Now it may seem odd to say “the issues that really divide us,” since it seems obvious to most people that what divides us is in fact only one issue, abortion. But that is misleading. After all, if abortion did not result in the death of an unborn human being, the controversy would either cease entirely or diminish significantly. So, what we disagree over is not really abortion. But rather, our disagreement is over the nature of the being whose life abortion terminates, the unborn.

But there is another issue that percolates beneath the abortion debate: What does it mean to say that something is wrong? Suppose, for example, you are arguing with a friend over the question of whether abortion should remain legal, and your friend says to you, “If you don’t like abortion, then don’t have one.” Although this is a common response, it really is a strange one. After all, you probably oppose abortion because you think it is wrong, not because you dislike it.

This can be better understood if we change the issue. Imagine that your friend is a defender of spousal abuse and says to you, “If you don’t like spousal abuse, then don’t beat your spouse.” Upon hearing those words, you would instantly conclude that your friend has no idea why you oppose spousal abuse. Your opposition is not based on what you like or dislike. It is based on what you have good reason to believe is true: one ought not to abuse a fellow human being, especially one’s spouse. That moral truth has nothing to do with whether or not you like or dislike spousal abuse.

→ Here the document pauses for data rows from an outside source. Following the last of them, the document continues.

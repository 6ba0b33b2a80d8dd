//! Refresh Row Use Case
//!
//! On-demand refresh of one INPUT row: reconcile its subscription with
//! whatever column A now shows, then write quantity, price fields and a
//! timestamp.

use crate::application::ports::{BrokeragePort, TickFeedPort, WorkbookError, WorkbookPort};
use crate::application::session::{DeskSession, now_stamp};
use crate::domain::account::Position;
use crate::domain::market_data::PriceFields;
use crate::domain::sheet::layout::input;
use crate::domain::sheet::{CellRange, CellValue, SheetName, blank_row};
use crate::domain::subscription::RowNumber;
use crate::domain::symbol::{RowLabel, SymbolKey};

/// What a row refresh did.
#[derive(Debug, Clone, PartialEq, Eq)]
pub enum RowOutcome {
    /// The row holds no resolvable symbol; derived cells were cleared.
    Cleared,
    /// Derived cells were written for this symbol.
    Populated(SymbolKey),
}

/// Use case for refreshing a single INPUT row.
pub struct RefreshRowUseCase<B, F, W>
where
    B: BrokeragePort,
    F: TickFeedPort,
    W: WorkbookPort,
{
    session: DeskSession<B, F, W>,
}

impl<B, F, W> RefreshRowUseCase<B, F, W>
where
    B: BrokeragePort,
    F: TickFeedPort,
    W: WorkbookPort,
{
    /// Create a new `RefreshRowUseCase`.
    pub const fn new(session: DeskSession<B, F, W>) -> Self {
        Self { session }
    }

    /// Refresh `row` using `positions` for the quantity column.
    ///
    /// Repeating the call with the same market and position data writes the
    /// same cells.
    ///
    /// # Errors
    ///
    /// Returns `WorkbookError` when column A cannot be read or the derived
    /// cells cannot be written.
    pub async fn refresh(
        &self,
        row: RowNumber,
        positions: &[Position],
    ) -> Result<RowOutcome, WorkbookError> {
        let workbook = self.session.workbook();
        let label = RowLabel::classify(&workbook.read_cell(SheetName::Input, input::SYMBOL, row)?);
        let binding = self.session.binding_for(&label);
        self.session.assign_row(row, binding.clone());

        let Some(binding) = binding else {
            self.clear(row)?;
            return Ok(RowOutcome::Cleared);
        };

        let symbol = binding.symbol;
        let fields = self
            .session
            .price_fields(std::slice::from_ref(&symbol))
            .await
            .remove(&symbol)
            .unwrap_or_default();
        let quantity = positions
            .iter()
            .find(|p| p.symbol_key().as_ref() == Some(&symbol))
            .map_or(CellValue::Empty, |p| CellValue::from(p.quantity));

        self.write(row, quantity, &fields)?;
        Ok(RowOutcome::Populated(symbol))
    }

    fn write(
        &self,
        row: RowNumber,
        quantity: CellValue,
        fields: &PriceFields,
    ) -> Result<(), WorkbookError> {
        let workbook = self.session.workbook();
        workbook.write_cell(SheetName::Input, input::QUANTITY, row, quantity)?;
        workbook.write_range(
            SheetName::Input,
            &CellRange::row_span(row, input::PRICES_FIRST, input::PRICES_LAST),
            &[fields.to_cells()],
        )?;
        workbook.write_cell(SheetName::Input, input::TIMESTAMP, row, now_stamp().into())
    }

    fn clear(&self, row: RowNumber) -> Result<(), WorkbookError> {
        let workbook = self.session.workbook();
        workbook.write_cell(SheetName::Input, input::QUANTITY, row, CellValue::Empty)?;
        workbook.write_range(
            SheetName::Input,
            &CellRange::row_span(row, input::PRICES_FIRST, input::PRICES_LAST),
            &[blank_row(PriceFields::WIDTH)],
        )?;
        workbook.write_cell(SheetName::Input, input::TIMESTAMP, row, CellValue::Empty)
    }
}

In the same way, pro-lifers oppose abortion because they have reasons to believe that the unborn are full-fledged members of the human community, no different in nature than you or me. And for that reason, the unborn has a right to life that ought to be enshrined in our laws. Thus, in order to defeat the pro-lifer’s point of view, the abortion advocate must show that the unborn is not a full-fledged member of the human community. At the end of the day, the abortion debate is not about likes or dislikes. It is about who and what we are, and whether the unborn is one of us.

There is no doubt that the unborn is a human being from conception, the result of the dynamic interaction, and organic merger, of the female ovum (which contains 23 chromosomes) and the male sperm (which contains 23 chromosomes). At conception, a whole human being, with its own genome, comes into existence, needing only food, water, shelter, oxygen, and a congenial environment in which to interact. These are necessary in order to grow and develop itself to maturity in accordance with its own nature.